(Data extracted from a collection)
○ ○ ○ ○

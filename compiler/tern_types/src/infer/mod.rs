//! Bottom-up type inference.
//!
//! Every node of the section gets a [`Type`]. Expressions are typed from
//! their children, declarations from their annotation or initializer, and
//! statements are typed `empty` after their stores and returns are checked.
//! Results are memoized per node, so a declaration reached through an
//! identifier is typed once no matter how often it is used.
//!
//! A rule that produces [`Type::Uncastable`] from healthy operands reports
//! it; a rule that merely passes an error along stays silent.

mod literal;

use rustc_hash::FxHashMap;
use tern_diagnostic::{Diagnostic, ErrorCode};
use tern_ir::{Ast, Name, NodeId, NodeKind, NodeRange, Section};
use tern_stack::ensure_sufficient_stack;

use crate::lattice::{can_assign, can_cast, prefix_type, promote};
use crate::resolve::procedure_target;
use crate::{Resolution, Type};

/// Value parsed from a literal while typing it.
#[derive(Copy, Clone, PartialEq, Debug)]
#[cfg_attr(feature = "serde", derive(serde::Serialize, serde::Deserialize))]
pub enum LiteralValue {
    Integer(u64),
    Float(f64),
    Char(char),
}

#[derive(Debug)]
pub struct TypeTable {
    types: Vec<Type>,
    literals: FxHashMap<NodeId, LiteralValue>,
    diagnostics: Vec<Diagnostic>,
}

impl TypeTable {
    /// Type of `id`; [`Type::Uninferred`] for nodes outside the section.
    #[inline]
    pub fn type_of(&self, id: NodeId) -> Type {
        self.types.get(id.index()).copied().unwrap_or(Type::Uninferred)
    }

    pub fn literal(&self, id: NodeId) -> Option<LiteralValue> {
        self.literals.get(&id).copied()
    }

    pub fn diagnostics(&self) -> &[Diagnostic] {
        &self.diagnostics
    }

    pub fn take_diagnostics(&mut self) -> Vec<Diagnostic> {
        std::mem::take(&mut self.diagnostics)
    }

    pub fn has_errors(&self) -> bool {
        self.diagnostics.iter().any(Diagnostic::is_error)
    }
}

#[derive(Copy, Clone, Eq, PartialEq)]
enum Visit {
    Pending,
    Active,
    Done,
}

struct Inferer<'a> {
    ast: &'a Ast,
    resolution: &'a Resolution,
    table: TypeTable,
    visits: Vec<Visit>,
}

/// Type every node of `section`. Requires `resolution` for the same
/// section; unresolved identifiers are typed [`Type::Unresolved`].
pub fn infer(ast: &Ast, section: &Section<'_>, resolution: &Resolution) -> TypeTable {
    let mut inferer = Inferer {
        ast,
        resolution,
        table: TypeTable {
            types: vec![Type::Uninferred; ast.len()],
            literals: FxHashMap::default(),
            diagnostics: Vec::new(),
        },
        visits: vec![Visit::Pending; ast.len()],
    };
    for &id in section.nodes() {
        inferer.infer_node(id);
    }
    tracing::debug!(
        root = section.root().raw(),
        literals = inferer.table.literals.len(),
        errors = inferer.table.diagnostics.len(),
        "inferred section"
    );
    inferer.table
}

○ ○ ○ ○

* Activity
Retype every record above exactly as written.

* Response
filename compiler/tern_types/src/infer/mod.rs
//! Bottom-up type inference.
//!
//! Every node of the section gets a [`Type`]. Expressions are typed from
//! their children, declarations from their annotation or initializer, and
//! statements are typed `empty` after their stores and returns are checked.
//! Results are memoized per node, so a declaration reached through an
//! identifier is typed once no matter how often it is used.
//!
//! A rule that produces [`Type::Uncastable`] from healthy operands reports
//! it; a rule that merely passes an error along stays silent.

mod literal;

use rustc_hash::FxHashMap;
use tern_diagnostic::{Diagnostic, ErrorCode};
use tern_ir::{Ast, Name, NodeId, NodeKind, NodeRange, Section};
use tern_stack::ensure_sufficient_stack;

use crate::lattice::{can_assign, can_cast, prefix_type, promote};
use crate::resolve::procedure_target;
use crate::{Resolution, Type};

/// Value parsed from a literal while typing it.
#[derive(Copy, Clone, PartialEq, Debug)]
#[cfg_attr(feature = "serde", derive(serde::Serialize, serde::Deserialize))]
pub enum LiteralValue {
    Integer(u64),
    Float(f64),
    Char(char),
}

#[derive(Debug)]
pub struct TypeTable {
    types: Vec<Type>,
    literals: FxHashMap<NodeId, LiteralValue>,
    diagnostics: Vec<Diagnostic>,
}

impl TypeTable {
    /// Type of `id`; [`Type::Uninferred`] for nodes outside the section.
    #[inline]
    pub fn type_of(&self, id: NodeId) -> Type {
        self.types.get(id.index()).copied().unwrap_or(Type::Uninferred)
    }

    pub fn literal(&self, id: NodeId) -> Option<LiteralValue> {
        self.literals.get(&id).copied()
    }

    pub fn diagnostics(&self) -> &[Diagnostic] {
        &self.diagnostics
    }

    pub fn take_diagnostics(&mut self) -> Vec<Diagnostic> {
        std::mem::take(&mut self.diagnostics)
    }

    pub fn has_errors(&self) -> bool {
        self.diagnostics.iter().any(Diagnostic::is_error)
    }
}

#[derive(Copy, Clone, Eq, PartialEq)]
enum Visit {
    Pending,
    Active,
    Done,
}

struct Inferer<'a> {
    ast: &'a Ast,
    resolution: &'a Resolution,
    table: TypeTable,
    visits: Vec<Visit>,
}

/// Type every node of `section`. Requires `resolution` for the same
/// section; unresolved identifiers are typed [`Type::Unresolved`].
pub fn infer(ast: &Ast, section: &Section<'_>, resolution: &Resolution) -> TypeTable {
    let mut inferer = Inferer {
        ast,
        resolution,
        table: TypeTable {
            types: vec![Type::Uninferred; ast.len()],
            literals: FxHashMap::default(),
            diagnostics: Vec::new(),
        },
        visits: vec![Visit::Pending; ast.len()],
    };
    for &id in section.nodes() {
        inferer.infer_node(id);
    }
    tracing::debug!(
        root = section.root().raw(),
        literals = inferer.table.literals.len(),
        errors = inferer.table.diagnostics.len(),
        "inferred section"
    );
    inferer.table
}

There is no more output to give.